It happened
again yesterday. I became the Invisible Woman. No, it’s not my new role in a
movie. It’s the yucky experience that occurs now and again when I’m in a group.
They talked around me, ignored my comments; they clearly delighted in updating
each other but didn’t ask one thing about me. Still, I was doing okay. Until,
that is, they all walked out of the restroom leaving me as I tried to figure
out the paper towel dispenser. I gave up and caught up with them with wet
hands. A bee stung my neck at lunch, but the sting of rejection burned more. I
ate at the same lunch table and rode in the same car. I was there, but I wasn’t.
I was just invisible, even though I saw myself clearly in the restroom mirror. Sadly,
it wasn’t the first time it had happened and with the same group of people.
Today, as my daughter and I talked about invisibility, we
laughed ruefully. We had that in common. Have you ever felt that way? Invisible?
Out in the cold? I imagine everyone has. Perhaps the most horrible place to
feel that way is in church. I actually attended a church like that. I could
come and go, and nobody spoke to me. As
odd as it sounds now, it was the only one I could find that taught the
scripture. Hmm . . . I’m not sure they lived it. Tragic.
Being left out in the cold has always felt terrible, but the
other night I began to see an odd blessing in that: I have developed a strong
aversion to exclusivity. No one should be invisible, particularly in God’s
church. The warmth of the Gospel should permeate our lives in such a way that
we reach out, live out the love that God extends to us.
Funny, when I became involved in a church plant, I wasn’t
sure what I could offer. There was no greeter, so that became my job. I was
somewhat apprehensive. I’m not an
extrovert. I’m not a morning person. I’m not Susie Sunshine. Yet I started
loving standing at the door because I could make a difference.
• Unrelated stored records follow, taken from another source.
//! Discord REST client for announcements

use std::sync::Arc;
use std::time::Duration;

use async_trait::async_trait;
use tokio_util::sync::CancellationToken;

use crate::broadcast::{Announcement, Announcer};
use crate::config::DiscordConfig;
use crate::io::HttpClient;

/// Sends announcement embeds through the Discord HTTP API
pub struct DiscordAnnouncer {
    api_base: String,
    authorization: String,
    http: Arc<dyn HttpClient>,
}

impl std::fmt::Debug for DiscordAnnouncer {
    fn fmt(&self, f: &mut std::fmt::Formatter<'_>) -> std::fmt::Result {
        f.debug_struct("DiscordAnnouncer")
            .field("api_base", &self.api_base)
            .finish()
    }
}

impl DiscordAnnouncer {
    pub fn new(config: &DiscordConfig, http: Arc<dyn HttpClient>) -> Self {
        tracing::debug!("Created DiscordAnnouncer for {}", config.api_base);
        Self {
            api_base: config.api_base.trim_end_matches('/').to_string(),
            authorization: format!("Bot {}", config.token),
            http,
        }
    }
}

/// JSON body of a create-message request carrying one embed
pub fn embed_payload(announcement: &Announcement) -> serde_json::Value {
    let mut embed = serde_json::json!({
        "title": announcement.title,
        "description": announcement.message,
        "color": announcement.color,
        "timestamp": announcement.timestamp.to_rfc3339(),
    });
    if let Some(footer) = &announcement.footer {
        embed["footer"] = serde_json::json!({ "text": footer });
    }
    serde_json::json!({ "embeds": [embed] })
}

#[async_trait]
impl Announcer for DiscordAnnouncer {
    async fn check_ready(&self) -> crate::Result<()> {
        let url = format!("{}/users/@me", self.api_base);
        let response = self
            .http
            .get(&url, &[("Authorization", self.authorization.as_str())])
            .await
            .map_err(|e| crate::HeraldError::Platform(e.to_string()))?;

        if response.status != 200 {
            return Err(crate::HeraldError::Platform(format!(
                "session check returned status {}",
                response.status
            )));
        }
        Ok(())
    }

    async fn send(&self, channel_id: u64, announcement: &Announcement) -> crate::Result<()> {
        let url = format!("{}/channels/{}/messages", self.api_base, channel_id);
        let body = embed_payload(announcement).to_string();

        tracing::debug!("Sending announcement '{}' to channel {}", announcement.title, channel_id);

        let response = self
            .http
            .post_json(&url, &[("Authorization", self.authorization.as_str())], &body)
            .await
            .map_err(|e| crate::HeraldError::Platform(e.to_string()))?;

        if !response.is_success() {
            return Err(crate::HeraldError::Platform(format!(
                "Discord API returned status {}: {}",
                response.status, response.body
            )));
        }
        Ok(())
    }
}

/// Block until `announcer` reports ready, checking every `retry`.
/// Returns false if cancelled first.
pub async fn wait_until_ready(
    announcer: &dyn Announcer,
    retry: Duration,
    cancel: &CancellationToken,
) -> bool {
    loop {
        match announcer.check_ready().await {
            Ok(()) => {
                tracing::info!("Chat session ready");
                return true;
            }
            Err(e) => tracing::warn!("Chat session not ready: {}", e),
        }

        tokio::select! {
            _ = tokio::time::sleep(retry) => {}
            _ = cancel.cancelled() => return false,
        }
    }
}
Perhaps someone
would come back rather than never show up again because they wouldn’t feel
invisible.
Do you ever watch political candidates pass through a crowd?
They shake a hand here and one there. Lots of hands are out there, but the
candidate can only grab a few. Somehow I don’t think anyone was ever invisible
to Jesus when he was on earth, and I know that no one is now. When I’m
invisible to others, I’m never invisible to him. When you feel like you just
melted into the wall, you are seen and loved by Christ. We all want to be
known; no one wants to be invisible. As a Christ-follower I want to stamp out
invisibility in my church and in my life. I know that one of the things Satan
delights in doing is to divide, isolate. May each of us who names the name of
Christ make him visible by acknowledging the presence of others.
Kathy I love your blogs- they are so simple and down to earth; yet speak volumes to a lost nation. Your words are like salve to the broken and wounded. The Great Potter created a wonderful masterpiece when he formed you. I pray the Almighty's hands of blessings will never depart from you as you medicate His people with words of love, encouragement, peace, and hope. Thanks you.
ReplyDeleteThanks for your kind words. If there is any encouragement, help, hope, then consider it from the Lord Christ, the giver of all good things. Blessings!